--- What to work on ---
Search the records for the word "True" and copy each line in which it appears.

--- Stored data ---
_ _ _ _ _ _ _

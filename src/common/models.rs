use serde::{Deserialize, Serialize};
use serde_json::{json, Map, Value};

/// Flat field map as stored in the document store.
pub type Document = Map<String, Value>;

/// Denormalized snapshot of one side of a chat room.
#[derive(Debug, Clone, Default, PartialEq, Eq, Serialize, Deserialize)]
pub struct Participant {
    pub name: Option<String>,
    pub phone_number: Option<String>,
    pub profile_picture: Option<String>,
}

impl Participant {
    fn from_member(member: Option<&Value>) -> Self {
        let Some(member) = member else { return Self::default() };
        Self {
            name: member.get("name").and_then(value_as_string),
            phone_number: member.get("phoneNumber").and_then(value_as_string),
            profile_picture: member.get("profilePicture").and_then(value_as_string),
        }
    }

    fn to_member(&self) -> Value {
        json!({
            "phoneNumber": self.phone_number,
            "name": self.name,
            "profilePicture": self.profile_picture,
        })
    }
}

impl From<&User> for Participant {
    fn from(user: &User) -> Self {
        Self {
            name: user.name.clone(),
            phone_number: Some(user.phone_number.clone()),
            profile_picture: user.profile_picture.clone(),
        }
    }
}

/// A two-participant conversation with its last-message preview.
#[derive(Debug, Clone, Default, PartialEq, Eq, Serialize, Deserialize)]
pub struct ChatRoom {
    pub room_id: String,
    pub sender: Participant,
    pub receiver: Participant,
    pub last_message: Option<String>,
    pub last_message_time: Option<String>,
    pub created_at: Option<String>,
    pub updated_at: Option<String>,
    pub deleted_at: Option<String>,
}

/// The room fields that carry their own listener.
#[derive(Debug, Clone, Copy, PartialEq, Eq, Hash)]
pub enum RoomField {
    LastMessage,
    LastMessageTime,
    UpdatedAt,
}

impl RoomField {
    pub const ALL: [RoomField; 3] = [RoomField::LastMessage, RoomField::LastMessageTime, RoomField::UpdatedAt];

    pub fn key(self) -> &'static str {
        match self {
            RoomField::LastMessage => "last_message",
            RoomField::LastMessageTime => "last_message_time",
            RoomField::UpdatedAt => "updated_at",
        }
    }
}

impl ChatRoom {
    /// Rebuild a room from its realtime record (`chatRooms/{id}`).
    pub fn from_record(room_id: &str, record: &Value) -> Self {
        let members = record.get("members");
        Self {
            room_id: room_id.to_string(),
            sender: Participant::from_member(members.and_then(|m| m.get("member1"))),
            receiver: Participant::from_member(members.and_then(|m| m.get("member2"))),
            last_message: record.get("last_message").and_then(value_as_string),
            last_message_time: record.get("last_message_time").and_then(value_as_string),
            created_at: record.get("created_at").and_then(value_as_string),
            updated_at: record.get("updated_at").and_then(value_as_string),
            deleted_at: record.get("deleted_at").and_then(value_as_string),
        }
    }

    /// Realtime record layout, the inverse of `from_record`.
    pub fn to_record(&self) -> Value {
        json!({
            "members": {
                "member1": self.sender.to_member(),
                "member2": self.receiver.to_member(),
            },
            "last_message": self.last_message,
            "last_message_time": self.last_message_time,
            "created_at": self.created_at,
            "updated_at": self.updated_at,
            "deleted_at": self.deleted_at,
        })
    }

    pub fn apply_field(&mut self, field: RoomField, value: &Value) {
        let value = value_as_string(value);
        match field {
            RoomField::LastMessage => self.last_message = value,
            RoomField::LastMessageTime => self.last_message_time = value,
            RoomField::UpdatedAt => self.updated_at = value,
        }
    }

    /// True when the room connects exactly these two phone numbers, in either order.
    pub fn connects(&self, a: &str, b: &str) -> bool {
        let first = self.sender.phone_number.as_deref();
        let second = self.receiver.phone_number.as_deref();
        (first == Some(a) && second == Some(b)) || (first == Some(b) && second == Some(a))
    }

    /// True when `phone_number` is one of the two participants.
    pub fn involves(&self, phone_number: &str) -> bool {
        self.sender.phone_number.as_deref() == Some(phone_number)
            || self.receiver.phone_number.as_deref() == Some(phone_number)
    }
}

#[derive(Debug, Clone, Default, PartialEq, Eq, Serialize, Deserialize)]
pub struct User {
    pub uid: String,
    pub name: Option<String>,
    pub phone_number: String,
    pub birth_date: Option<String>,
    pub email: Option<String>,
    pub profile_picture: Option<String>,
    pub created_at: Option<String>,
}

impl User {
    /// Build a user from the `users/{uid}` profile document.
    pub fn from_document(uid: &str, doc: &Document) -> Self {
        Self {
            uid: uid.to_string(),
            name: doc.get("name").and_then(value_as_string),
            phone_number: doc.get("phone_number").and_then(value_as_string).unwrap_or_default(),
            birth_date: doc.get("birth_date").and_then(value_as_string),
            email: doc.get("email").and_then(value_as_string),
            profile_picture: doc.get("profile_picture").and_then(value_as_string),
            created_at: doc.get("created_at").and_then(value_as_string),
        }
    }
}

#[derive(Debug, Clone, PartialEq, Eq, Serialize, Deserialize)]
pub struct Contact {
    pub name: String,
    pub phone_number: String,
    #[serde(default)]
    pub profile_picture: Option<String>,
}

/// Scalars become strings, everything else (null, objects, arrays) is absent.
pub fn value_as_string(value: &Value) -> Option<String> {
    match value {
        Value::String(s) => Some(s.clone()),
        Value::Number(n) => Some(n.to_string()),
        Value::Bool(b) => Some(b.to_string()),
        _ => None,
    }
}

#[cfg(test)]
mod tests {
    use super::*;

    #[test]
    fn record_members_map_to_sender_and_receiver() {
        let record = json!({
            "members": {
                "member1": {"phoneNumber": "0811", "name": "Ana", "profilePicture": null},
                "member2": {"phoneNumber": "0812", "name": "Budi", "profilePicture": "https://img/b.png"}
            },
            "last_message": null,
            "updated_at": "1700000000000"
        });
        let room = ChatRoom::from_record("room1", &record);
        assert_eq!(room.room_id, "room1");
        assert_eq!(room.sender.name.as_deref(), Some("Ana"));
        assert_eq!(room.receiver.profile_picture.as_deref(), Some("https://img/b.png"));
        assert_eq!(room.last_message, None);
        assert_eq!(room.updated_at.as_deref(), Some("1700000000000"));
        assert!(room.connects("0812", "0811"));
        assert!(!room.connects("0811", "0813"));
        assert!(room.involves("0811") && room.involves("0812"));
        assert!(!room.involves("0813"));
    }

    #[test]
    fn record_layout_survives_a_rebuild() {
        let room = ChatRoom {
            room_id: "r".into(),
            sender: Participant { name: Some("Ana".into()), phone_number: Some("0811".into()), profile_picture: None },
            receiver: Participant { name: None, phone_number: Some("0812".into()), profile_picture: None },
            created_at: Some("1".into()),
            updated_at: Some("1".into()),
            ..Default::default()
        };
        assert_eq!(ChatRoom::from_record("r", &room.to_record()), room);
    }

    #[test]
    fn numeric_field_values_are_kept_as_text() {
        let mut room = ChatRoom::default();
        room.apply_field(RoomField::UpdatedAt, &json!(1700000000000u64));
        assert_eq!(room.updated_at.as_deref(), Some("1700000000000"));
        room.apply_field(RoomField::UpdatedAt, &Value::Null);
        assert_eq!(room.updated_at, None);
    }
}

_ _ _ _ _ _ _

--- Answer for this exercise ---
    /// True when the room connects exactly these two phone numbers, in either order.
    /// True when `phone_number` is one of the two participants.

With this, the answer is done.